TASK PROMPT: From the data below, report how many lines contain the word "contains", giving the number and nothing else.
PROVIDED ENTRIES: Begin
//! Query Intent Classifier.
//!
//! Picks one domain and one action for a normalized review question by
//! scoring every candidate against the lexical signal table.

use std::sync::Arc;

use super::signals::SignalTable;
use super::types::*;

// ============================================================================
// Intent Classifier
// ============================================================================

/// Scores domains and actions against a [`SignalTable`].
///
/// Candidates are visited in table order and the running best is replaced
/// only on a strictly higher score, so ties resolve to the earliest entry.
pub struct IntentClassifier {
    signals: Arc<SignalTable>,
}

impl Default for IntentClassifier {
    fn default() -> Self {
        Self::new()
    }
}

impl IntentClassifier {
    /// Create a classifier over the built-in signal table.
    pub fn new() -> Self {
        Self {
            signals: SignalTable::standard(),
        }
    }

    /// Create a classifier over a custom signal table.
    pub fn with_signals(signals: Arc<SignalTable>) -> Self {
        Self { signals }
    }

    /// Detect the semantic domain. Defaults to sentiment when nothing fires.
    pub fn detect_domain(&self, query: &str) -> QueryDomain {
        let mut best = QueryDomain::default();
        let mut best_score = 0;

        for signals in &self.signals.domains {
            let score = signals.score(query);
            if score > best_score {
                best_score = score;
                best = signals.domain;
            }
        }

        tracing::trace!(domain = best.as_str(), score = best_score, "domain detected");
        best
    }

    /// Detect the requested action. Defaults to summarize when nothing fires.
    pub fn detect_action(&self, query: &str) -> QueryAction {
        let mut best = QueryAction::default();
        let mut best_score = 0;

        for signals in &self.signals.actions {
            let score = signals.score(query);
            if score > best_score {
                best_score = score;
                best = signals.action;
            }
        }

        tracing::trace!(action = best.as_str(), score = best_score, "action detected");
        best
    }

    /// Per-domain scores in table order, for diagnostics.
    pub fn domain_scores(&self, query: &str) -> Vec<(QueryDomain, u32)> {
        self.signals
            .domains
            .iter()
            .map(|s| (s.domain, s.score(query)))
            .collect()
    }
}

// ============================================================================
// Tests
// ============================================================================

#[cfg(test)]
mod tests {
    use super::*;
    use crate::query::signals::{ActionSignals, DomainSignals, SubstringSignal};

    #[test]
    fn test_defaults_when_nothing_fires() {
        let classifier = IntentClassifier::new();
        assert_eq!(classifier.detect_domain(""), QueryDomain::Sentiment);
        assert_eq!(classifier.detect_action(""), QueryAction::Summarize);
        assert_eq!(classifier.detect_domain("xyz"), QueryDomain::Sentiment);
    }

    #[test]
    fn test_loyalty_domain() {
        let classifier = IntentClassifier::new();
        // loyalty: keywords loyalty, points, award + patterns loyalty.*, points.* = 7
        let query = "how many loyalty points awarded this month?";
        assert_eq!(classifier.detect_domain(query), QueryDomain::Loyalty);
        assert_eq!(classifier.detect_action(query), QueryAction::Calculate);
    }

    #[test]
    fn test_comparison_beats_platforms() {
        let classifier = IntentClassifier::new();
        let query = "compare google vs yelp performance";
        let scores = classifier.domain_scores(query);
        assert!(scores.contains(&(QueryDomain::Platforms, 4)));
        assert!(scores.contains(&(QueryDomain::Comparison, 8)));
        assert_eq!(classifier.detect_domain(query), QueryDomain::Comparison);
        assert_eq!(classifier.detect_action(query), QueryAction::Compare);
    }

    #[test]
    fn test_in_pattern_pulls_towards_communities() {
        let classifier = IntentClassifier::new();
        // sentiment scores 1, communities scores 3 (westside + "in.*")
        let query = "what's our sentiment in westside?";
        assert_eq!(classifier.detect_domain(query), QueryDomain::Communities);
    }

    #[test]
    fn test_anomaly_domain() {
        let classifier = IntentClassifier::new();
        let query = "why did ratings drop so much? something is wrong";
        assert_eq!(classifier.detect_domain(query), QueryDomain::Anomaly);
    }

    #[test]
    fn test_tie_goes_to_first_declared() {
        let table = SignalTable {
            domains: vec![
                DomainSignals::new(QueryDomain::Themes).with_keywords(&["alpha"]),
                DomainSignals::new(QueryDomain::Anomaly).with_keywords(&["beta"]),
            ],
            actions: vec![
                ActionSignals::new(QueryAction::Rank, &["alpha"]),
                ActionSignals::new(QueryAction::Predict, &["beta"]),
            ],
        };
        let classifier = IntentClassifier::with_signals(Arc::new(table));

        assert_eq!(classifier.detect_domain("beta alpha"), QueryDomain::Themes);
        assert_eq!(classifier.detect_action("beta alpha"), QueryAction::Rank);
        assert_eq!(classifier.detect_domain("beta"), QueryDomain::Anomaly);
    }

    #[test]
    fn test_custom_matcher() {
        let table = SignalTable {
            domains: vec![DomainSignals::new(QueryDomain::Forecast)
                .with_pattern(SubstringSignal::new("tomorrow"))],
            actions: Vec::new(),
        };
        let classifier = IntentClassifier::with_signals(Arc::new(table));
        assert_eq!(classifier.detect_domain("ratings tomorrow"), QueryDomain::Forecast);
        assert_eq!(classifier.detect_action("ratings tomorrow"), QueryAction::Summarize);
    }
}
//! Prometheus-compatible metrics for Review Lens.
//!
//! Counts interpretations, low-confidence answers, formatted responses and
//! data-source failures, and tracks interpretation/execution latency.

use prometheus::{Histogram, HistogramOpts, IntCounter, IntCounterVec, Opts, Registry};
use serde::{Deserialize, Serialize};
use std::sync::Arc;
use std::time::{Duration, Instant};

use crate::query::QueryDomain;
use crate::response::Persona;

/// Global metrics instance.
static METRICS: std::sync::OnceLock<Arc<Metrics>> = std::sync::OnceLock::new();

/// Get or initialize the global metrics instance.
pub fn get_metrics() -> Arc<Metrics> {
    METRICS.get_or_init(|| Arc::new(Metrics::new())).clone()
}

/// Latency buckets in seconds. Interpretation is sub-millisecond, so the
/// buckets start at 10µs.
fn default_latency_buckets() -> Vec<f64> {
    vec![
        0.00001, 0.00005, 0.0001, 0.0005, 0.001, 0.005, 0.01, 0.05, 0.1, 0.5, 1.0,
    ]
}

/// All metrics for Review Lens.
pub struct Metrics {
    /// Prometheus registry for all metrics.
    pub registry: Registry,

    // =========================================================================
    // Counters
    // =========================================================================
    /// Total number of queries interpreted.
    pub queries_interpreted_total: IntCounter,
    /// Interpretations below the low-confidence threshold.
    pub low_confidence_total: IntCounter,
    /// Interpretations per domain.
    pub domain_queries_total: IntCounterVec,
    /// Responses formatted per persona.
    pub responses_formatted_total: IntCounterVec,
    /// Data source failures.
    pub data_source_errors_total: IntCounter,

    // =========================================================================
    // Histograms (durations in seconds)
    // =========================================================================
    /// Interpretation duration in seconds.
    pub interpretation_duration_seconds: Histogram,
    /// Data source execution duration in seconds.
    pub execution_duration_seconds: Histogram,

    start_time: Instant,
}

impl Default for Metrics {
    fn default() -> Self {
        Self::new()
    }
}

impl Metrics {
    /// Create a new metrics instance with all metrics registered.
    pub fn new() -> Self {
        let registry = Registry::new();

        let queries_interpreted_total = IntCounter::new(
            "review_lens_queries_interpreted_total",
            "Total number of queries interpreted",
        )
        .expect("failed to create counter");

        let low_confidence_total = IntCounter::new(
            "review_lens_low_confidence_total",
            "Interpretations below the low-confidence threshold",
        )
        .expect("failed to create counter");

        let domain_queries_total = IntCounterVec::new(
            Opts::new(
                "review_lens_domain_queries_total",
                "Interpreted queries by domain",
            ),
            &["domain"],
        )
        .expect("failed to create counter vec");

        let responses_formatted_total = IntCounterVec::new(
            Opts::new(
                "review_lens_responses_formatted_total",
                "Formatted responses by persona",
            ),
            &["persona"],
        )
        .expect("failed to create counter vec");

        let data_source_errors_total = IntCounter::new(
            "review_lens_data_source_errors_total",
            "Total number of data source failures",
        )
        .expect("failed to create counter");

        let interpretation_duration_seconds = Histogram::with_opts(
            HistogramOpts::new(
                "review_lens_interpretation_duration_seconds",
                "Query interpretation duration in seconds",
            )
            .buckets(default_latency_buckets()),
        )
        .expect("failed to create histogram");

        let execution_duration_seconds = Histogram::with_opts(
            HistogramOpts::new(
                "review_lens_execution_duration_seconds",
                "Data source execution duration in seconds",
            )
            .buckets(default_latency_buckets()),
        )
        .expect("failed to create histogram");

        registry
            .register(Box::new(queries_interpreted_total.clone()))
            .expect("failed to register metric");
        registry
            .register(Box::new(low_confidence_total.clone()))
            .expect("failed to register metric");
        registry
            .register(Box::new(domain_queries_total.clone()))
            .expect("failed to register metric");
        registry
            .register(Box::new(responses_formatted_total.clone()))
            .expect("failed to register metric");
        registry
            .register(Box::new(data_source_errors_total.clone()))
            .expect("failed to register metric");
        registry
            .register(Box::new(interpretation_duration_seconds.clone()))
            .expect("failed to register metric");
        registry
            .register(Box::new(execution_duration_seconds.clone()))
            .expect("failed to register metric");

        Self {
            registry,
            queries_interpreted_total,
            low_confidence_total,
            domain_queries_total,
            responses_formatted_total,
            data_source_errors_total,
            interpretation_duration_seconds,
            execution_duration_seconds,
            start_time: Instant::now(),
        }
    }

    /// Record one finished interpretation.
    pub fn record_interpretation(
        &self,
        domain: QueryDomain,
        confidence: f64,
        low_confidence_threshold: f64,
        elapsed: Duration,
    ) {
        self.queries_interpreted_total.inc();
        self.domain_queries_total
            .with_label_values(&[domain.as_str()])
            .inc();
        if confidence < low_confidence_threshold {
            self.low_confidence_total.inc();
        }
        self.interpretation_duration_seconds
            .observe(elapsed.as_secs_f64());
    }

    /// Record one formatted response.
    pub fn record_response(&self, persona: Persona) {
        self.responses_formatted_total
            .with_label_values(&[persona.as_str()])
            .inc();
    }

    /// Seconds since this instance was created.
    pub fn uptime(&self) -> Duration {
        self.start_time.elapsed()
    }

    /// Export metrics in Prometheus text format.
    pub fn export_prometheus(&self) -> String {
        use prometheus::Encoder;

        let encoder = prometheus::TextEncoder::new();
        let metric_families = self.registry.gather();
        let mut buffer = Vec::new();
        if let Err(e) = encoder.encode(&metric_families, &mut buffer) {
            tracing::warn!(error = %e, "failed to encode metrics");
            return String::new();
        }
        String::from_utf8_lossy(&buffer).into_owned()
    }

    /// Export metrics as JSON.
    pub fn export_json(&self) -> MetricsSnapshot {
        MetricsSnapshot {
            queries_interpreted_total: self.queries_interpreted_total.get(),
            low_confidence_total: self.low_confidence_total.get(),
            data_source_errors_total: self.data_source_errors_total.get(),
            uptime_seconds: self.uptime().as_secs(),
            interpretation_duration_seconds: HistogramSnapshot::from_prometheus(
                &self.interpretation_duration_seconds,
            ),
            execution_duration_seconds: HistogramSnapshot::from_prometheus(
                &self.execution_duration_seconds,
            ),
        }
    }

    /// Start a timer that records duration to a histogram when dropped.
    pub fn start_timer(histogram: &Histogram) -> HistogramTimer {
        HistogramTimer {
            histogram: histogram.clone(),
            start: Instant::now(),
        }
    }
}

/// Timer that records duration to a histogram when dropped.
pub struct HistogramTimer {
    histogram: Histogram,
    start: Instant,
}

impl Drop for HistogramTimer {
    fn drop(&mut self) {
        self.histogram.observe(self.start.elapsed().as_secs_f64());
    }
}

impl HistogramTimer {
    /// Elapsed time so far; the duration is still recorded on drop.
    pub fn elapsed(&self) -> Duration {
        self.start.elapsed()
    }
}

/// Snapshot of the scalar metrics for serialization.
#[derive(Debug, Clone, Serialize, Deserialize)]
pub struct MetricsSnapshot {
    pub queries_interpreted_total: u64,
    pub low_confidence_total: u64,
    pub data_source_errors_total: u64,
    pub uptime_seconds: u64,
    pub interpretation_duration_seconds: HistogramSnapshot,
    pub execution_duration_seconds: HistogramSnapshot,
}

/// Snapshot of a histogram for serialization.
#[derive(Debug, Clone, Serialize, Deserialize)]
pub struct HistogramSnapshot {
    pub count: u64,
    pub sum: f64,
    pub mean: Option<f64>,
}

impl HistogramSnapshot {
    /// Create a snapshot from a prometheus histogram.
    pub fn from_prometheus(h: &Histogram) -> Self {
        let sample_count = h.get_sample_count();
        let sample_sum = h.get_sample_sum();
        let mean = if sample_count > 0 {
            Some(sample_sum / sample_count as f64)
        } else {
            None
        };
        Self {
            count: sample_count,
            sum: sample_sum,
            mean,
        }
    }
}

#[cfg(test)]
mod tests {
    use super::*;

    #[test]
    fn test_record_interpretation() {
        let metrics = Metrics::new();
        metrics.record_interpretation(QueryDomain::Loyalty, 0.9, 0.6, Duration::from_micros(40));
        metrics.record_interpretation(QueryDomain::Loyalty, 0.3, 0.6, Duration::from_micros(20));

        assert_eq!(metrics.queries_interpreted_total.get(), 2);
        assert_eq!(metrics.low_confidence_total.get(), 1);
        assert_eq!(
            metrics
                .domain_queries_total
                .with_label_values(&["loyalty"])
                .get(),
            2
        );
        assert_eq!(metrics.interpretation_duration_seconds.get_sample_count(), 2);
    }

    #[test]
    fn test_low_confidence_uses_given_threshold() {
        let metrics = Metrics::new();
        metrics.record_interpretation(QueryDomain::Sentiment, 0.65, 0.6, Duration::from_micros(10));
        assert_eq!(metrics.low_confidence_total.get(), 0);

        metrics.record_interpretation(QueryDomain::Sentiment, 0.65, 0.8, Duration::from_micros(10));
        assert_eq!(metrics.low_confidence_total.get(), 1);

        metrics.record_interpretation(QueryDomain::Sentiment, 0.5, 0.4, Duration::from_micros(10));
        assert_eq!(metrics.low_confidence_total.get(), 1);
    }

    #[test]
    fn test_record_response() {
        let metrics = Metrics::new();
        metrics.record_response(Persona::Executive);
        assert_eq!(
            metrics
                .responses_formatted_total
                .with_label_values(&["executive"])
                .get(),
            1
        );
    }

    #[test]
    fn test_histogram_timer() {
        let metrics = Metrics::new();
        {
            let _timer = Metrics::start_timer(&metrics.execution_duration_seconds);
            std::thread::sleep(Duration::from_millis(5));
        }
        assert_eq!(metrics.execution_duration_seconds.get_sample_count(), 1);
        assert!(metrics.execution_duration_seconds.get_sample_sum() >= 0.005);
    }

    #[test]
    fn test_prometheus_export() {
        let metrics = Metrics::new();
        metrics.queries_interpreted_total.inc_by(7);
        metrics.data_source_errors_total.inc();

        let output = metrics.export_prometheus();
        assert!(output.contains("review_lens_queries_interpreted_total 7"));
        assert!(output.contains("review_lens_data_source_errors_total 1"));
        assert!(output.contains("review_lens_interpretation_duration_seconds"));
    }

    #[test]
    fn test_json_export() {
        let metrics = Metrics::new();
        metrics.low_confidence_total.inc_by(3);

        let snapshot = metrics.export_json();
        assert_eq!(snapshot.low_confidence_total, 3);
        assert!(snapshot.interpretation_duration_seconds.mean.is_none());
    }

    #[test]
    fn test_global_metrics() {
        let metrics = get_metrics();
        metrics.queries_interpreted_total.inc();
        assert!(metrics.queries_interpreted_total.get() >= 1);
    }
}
PROVIDED ENTRIES: End
TASK SOLUTION: 5